[Stored entries]
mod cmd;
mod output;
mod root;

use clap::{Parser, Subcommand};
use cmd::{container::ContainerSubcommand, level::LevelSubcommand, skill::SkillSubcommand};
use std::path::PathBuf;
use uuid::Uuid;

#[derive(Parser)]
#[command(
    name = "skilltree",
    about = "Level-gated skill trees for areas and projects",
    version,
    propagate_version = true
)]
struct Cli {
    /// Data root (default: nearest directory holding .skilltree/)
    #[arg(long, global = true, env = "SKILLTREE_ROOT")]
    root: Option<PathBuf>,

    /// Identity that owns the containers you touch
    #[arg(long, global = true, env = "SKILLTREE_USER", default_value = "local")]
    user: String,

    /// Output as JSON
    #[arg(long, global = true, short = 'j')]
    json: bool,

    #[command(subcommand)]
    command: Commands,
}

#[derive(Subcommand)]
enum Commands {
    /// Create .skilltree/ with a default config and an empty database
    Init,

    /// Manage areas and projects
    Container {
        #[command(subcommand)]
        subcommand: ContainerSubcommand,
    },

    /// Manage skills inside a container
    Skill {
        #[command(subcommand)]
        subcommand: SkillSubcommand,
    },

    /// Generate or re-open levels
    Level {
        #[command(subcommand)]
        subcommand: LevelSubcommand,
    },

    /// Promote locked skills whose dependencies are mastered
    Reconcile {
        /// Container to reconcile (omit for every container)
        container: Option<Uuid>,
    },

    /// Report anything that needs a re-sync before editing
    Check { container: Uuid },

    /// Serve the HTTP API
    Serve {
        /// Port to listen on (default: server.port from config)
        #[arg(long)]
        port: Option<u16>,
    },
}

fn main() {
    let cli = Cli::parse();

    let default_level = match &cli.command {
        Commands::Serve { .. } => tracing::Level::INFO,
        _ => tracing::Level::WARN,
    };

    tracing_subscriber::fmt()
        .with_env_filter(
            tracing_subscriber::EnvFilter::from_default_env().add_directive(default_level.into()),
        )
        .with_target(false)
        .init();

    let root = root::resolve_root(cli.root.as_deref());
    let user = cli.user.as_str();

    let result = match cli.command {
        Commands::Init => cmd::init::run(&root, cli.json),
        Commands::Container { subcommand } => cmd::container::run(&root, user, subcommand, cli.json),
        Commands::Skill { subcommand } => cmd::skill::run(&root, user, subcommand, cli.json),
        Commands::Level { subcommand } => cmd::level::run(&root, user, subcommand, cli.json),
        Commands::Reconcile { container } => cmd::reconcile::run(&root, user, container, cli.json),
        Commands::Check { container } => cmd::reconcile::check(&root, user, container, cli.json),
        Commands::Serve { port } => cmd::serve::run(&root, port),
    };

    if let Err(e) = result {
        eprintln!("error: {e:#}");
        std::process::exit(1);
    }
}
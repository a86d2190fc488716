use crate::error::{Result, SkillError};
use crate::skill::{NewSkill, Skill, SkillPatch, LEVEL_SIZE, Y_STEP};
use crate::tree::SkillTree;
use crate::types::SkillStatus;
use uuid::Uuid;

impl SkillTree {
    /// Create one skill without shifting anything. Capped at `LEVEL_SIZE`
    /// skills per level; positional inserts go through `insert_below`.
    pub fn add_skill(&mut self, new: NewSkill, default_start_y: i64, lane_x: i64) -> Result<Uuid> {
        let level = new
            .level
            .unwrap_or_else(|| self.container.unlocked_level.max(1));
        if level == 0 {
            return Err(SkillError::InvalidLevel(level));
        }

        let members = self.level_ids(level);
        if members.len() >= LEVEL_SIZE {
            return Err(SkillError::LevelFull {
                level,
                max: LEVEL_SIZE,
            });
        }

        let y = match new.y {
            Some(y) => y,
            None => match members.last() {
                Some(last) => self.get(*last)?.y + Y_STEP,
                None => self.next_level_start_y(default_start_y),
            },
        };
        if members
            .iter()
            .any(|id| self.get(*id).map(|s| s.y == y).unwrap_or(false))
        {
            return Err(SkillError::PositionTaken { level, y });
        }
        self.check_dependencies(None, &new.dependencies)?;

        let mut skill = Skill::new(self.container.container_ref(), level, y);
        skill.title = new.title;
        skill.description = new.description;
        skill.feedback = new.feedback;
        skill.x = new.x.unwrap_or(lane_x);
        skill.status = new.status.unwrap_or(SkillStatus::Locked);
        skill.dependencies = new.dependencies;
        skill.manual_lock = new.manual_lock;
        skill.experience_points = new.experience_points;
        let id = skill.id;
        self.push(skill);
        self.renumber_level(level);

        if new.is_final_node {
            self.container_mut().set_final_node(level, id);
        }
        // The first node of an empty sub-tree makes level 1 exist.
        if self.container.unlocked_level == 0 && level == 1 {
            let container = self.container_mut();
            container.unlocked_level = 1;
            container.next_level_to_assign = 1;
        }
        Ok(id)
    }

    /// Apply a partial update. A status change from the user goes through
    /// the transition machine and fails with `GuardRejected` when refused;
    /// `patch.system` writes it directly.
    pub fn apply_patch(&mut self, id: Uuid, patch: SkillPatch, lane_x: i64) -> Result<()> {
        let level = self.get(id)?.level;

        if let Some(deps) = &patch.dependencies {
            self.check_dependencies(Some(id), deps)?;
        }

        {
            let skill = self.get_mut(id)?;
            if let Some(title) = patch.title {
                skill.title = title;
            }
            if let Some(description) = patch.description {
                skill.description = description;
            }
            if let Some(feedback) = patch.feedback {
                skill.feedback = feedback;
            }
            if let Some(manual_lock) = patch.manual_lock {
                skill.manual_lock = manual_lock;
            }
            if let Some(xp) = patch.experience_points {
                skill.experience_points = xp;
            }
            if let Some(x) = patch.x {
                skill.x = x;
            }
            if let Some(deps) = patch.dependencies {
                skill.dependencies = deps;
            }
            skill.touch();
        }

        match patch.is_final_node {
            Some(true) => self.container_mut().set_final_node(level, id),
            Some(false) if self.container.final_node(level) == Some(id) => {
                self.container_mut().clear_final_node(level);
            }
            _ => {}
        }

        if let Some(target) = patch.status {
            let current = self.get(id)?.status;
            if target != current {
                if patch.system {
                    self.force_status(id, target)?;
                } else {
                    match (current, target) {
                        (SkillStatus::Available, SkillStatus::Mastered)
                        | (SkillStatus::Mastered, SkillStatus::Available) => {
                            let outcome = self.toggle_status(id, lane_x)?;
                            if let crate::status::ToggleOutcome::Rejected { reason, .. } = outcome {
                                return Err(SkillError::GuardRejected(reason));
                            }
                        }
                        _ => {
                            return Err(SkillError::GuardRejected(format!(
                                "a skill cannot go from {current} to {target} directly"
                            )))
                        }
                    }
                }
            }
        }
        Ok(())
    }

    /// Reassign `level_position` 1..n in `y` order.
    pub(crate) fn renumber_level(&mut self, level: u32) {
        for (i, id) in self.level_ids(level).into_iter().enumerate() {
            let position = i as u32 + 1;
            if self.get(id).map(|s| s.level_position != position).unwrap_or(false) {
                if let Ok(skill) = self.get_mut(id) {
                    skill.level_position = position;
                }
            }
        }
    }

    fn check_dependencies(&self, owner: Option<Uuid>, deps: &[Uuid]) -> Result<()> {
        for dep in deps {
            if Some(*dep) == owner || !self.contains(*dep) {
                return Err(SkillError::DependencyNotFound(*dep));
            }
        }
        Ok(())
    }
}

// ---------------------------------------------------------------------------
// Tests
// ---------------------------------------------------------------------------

* * *

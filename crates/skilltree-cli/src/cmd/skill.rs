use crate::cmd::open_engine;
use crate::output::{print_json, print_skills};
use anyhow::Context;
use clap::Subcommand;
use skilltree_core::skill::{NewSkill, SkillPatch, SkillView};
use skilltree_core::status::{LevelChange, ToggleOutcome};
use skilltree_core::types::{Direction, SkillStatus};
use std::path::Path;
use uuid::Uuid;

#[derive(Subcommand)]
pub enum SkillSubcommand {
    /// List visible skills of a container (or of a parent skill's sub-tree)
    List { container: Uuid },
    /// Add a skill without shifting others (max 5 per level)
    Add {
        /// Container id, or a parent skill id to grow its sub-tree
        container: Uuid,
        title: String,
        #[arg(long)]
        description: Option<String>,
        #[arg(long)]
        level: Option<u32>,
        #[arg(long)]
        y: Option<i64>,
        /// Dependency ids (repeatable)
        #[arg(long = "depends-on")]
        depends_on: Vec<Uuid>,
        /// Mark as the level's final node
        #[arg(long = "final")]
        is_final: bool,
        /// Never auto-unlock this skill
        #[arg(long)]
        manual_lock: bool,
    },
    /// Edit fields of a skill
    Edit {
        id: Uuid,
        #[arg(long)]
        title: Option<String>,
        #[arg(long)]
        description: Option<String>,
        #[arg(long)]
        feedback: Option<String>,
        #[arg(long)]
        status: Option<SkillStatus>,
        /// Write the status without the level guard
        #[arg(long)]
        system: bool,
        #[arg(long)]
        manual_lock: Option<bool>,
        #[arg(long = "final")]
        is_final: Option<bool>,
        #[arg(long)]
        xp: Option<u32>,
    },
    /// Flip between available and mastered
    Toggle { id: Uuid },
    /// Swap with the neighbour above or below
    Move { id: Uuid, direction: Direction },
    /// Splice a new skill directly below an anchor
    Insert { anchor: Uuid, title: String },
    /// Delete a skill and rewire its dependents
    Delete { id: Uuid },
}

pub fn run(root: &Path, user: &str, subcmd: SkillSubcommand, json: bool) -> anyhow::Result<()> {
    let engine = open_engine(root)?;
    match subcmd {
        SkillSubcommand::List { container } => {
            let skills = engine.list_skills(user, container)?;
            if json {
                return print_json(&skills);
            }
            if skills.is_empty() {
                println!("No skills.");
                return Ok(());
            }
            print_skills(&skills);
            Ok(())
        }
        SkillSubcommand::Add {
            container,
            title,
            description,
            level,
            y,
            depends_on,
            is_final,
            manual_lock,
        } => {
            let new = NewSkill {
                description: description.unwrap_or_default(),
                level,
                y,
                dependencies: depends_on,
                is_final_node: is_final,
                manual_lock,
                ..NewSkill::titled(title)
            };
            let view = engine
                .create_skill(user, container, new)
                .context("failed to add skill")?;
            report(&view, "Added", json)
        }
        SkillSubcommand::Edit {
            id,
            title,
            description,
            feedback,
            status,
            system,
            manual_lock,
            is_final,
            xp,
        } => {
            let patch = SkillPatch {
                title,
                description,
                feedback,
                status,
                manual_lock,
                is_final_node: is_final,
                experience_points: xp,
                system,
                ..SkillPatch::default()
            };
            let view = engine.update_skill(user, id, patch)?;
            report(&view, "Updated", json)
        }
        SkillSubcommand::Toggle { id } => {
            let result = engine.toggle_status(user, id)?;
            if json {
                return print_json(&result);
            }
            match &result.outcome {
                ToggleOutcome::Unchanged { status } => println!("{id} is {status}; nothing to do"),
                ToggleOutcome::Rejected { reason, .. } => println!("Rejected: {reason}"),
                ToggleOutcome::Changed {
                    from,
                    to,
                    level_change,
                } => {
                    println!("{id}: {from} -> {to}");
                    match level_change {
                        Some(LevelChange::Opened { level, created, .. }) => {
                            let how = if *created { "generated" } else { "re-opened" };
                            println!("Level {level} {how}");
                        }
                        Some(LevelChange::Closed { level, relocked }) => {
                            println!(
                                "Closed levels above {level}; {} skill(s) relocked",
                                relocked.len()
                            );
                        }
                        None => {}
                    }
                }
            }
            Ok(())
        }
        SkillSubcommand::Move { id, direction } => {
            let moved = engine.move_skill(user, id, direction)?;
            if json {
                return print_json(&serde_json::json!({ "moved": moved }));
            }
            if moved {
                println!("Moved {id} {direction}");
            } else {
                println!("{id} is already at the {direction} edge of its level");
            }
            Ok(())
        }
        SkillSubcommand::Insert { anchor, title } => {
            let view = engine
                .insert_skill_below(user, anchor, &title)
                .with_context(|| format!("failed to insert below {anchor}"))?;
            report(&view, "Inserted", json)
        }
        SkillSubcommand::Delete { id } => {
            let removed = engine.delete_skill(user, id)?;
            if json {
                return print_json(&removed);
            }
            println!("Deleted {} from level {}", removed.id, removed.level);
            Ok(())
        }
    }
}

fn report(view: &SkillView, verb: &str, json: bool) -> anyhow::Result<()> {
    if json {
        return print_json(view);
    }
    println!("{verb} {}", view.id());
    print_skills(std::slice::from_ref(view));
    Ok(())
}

--

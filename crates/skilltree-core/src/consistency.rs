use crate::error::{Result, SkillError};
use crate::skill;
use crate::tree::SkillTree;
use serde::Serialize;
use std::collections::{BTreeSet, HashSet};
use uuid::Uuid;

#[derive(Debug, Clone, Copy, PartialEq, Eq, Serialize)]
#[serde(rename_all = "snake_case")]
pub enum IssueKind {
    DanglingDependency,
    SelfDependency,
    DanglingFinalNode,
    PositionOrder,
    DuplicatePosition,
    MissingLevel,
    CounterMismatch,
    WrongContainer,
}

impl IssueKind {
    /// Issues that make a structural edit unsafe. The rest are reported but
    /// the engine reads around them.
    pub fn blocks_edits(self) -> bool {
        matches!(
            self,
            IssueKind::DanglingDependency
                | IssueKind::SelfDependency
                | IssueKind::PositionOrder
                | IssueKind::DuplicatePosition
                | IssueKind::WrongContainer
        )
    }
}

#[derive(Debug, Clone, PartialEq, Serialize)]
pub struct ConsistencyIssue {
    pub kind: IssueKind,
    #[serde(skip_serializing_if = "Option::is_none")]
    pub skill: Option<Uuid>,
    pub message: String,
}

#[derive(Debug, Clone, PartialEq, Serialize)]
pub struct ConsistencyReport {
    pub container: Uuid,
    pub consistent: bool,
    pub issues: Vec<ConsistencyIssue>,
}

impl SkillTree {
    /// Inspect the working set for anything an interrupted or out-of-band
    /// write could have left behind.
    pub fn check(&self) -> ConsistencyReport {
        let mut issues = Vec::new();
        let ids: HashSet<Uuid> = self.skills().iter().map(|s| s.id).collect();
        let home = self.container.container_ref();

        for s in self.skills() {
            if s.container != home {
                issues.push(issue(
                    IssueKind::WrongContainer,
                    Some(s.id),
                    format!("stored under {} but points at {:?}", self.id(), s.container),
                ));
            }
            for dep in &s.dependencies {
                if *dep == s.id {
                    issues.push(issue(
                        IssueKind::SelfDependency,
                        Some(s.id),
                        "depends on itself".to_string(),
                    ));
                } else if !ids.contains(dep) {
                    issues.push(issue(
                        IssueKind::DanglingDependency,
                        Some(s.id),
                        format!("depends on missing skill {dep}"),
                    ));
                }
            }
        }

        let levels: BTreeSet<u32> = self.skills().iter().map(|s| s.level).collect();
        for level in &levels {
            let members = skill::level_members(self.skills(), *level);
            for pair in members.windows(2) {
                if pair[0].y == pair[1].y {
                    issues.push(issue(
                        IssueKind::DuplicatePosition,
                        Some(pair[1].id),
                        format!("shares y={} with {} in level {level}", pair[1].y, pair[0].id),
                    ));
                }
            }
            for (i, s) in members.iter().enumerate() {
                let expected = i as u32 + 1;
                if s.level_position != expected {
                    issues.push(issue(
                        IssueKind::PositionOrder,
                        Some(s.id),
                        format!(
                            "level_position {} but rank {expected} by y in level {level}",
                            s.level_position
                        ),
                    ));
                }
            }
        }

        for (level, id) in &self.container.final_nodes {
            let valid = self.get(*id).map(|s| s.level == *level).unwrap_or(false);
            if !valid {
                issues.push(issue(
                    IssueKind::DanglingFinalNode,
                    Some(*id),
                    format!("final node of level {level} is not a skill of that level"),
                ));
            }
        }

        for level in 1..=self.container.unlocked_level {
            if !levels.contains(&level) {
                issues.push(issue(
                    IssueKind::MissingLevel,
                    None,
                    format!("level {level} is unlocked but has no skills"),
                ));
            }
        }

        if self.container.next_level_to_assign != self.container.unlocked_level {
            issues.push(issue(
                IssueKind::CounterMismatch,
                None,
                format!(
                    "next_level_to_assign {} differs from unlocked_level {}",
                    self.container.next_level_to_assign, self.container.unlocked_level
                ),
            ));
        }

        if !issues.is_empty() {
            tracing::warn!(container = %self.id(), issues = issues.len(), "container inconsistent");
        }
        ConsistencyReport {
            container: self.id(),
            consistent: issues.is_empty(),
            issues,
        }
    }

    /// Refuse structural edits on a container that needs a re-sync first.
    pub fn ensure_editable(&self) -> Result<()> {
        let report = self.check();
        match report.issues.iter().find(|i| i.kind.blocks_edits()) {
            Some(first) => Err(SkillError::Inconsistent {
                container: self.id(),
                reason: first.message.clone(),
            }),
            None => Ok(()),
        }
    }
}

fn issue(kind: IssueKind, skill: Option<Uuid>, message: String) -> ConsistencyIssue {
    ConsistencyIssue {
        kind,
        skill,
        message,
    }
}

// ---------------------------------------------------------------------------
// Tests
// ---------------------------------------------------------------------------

— About this task —
Your answer should be every line above that contains the word "areas".

— Answer box —
    about = "Level-gated skill trees for areas and projects",
    /// Manage areas and projects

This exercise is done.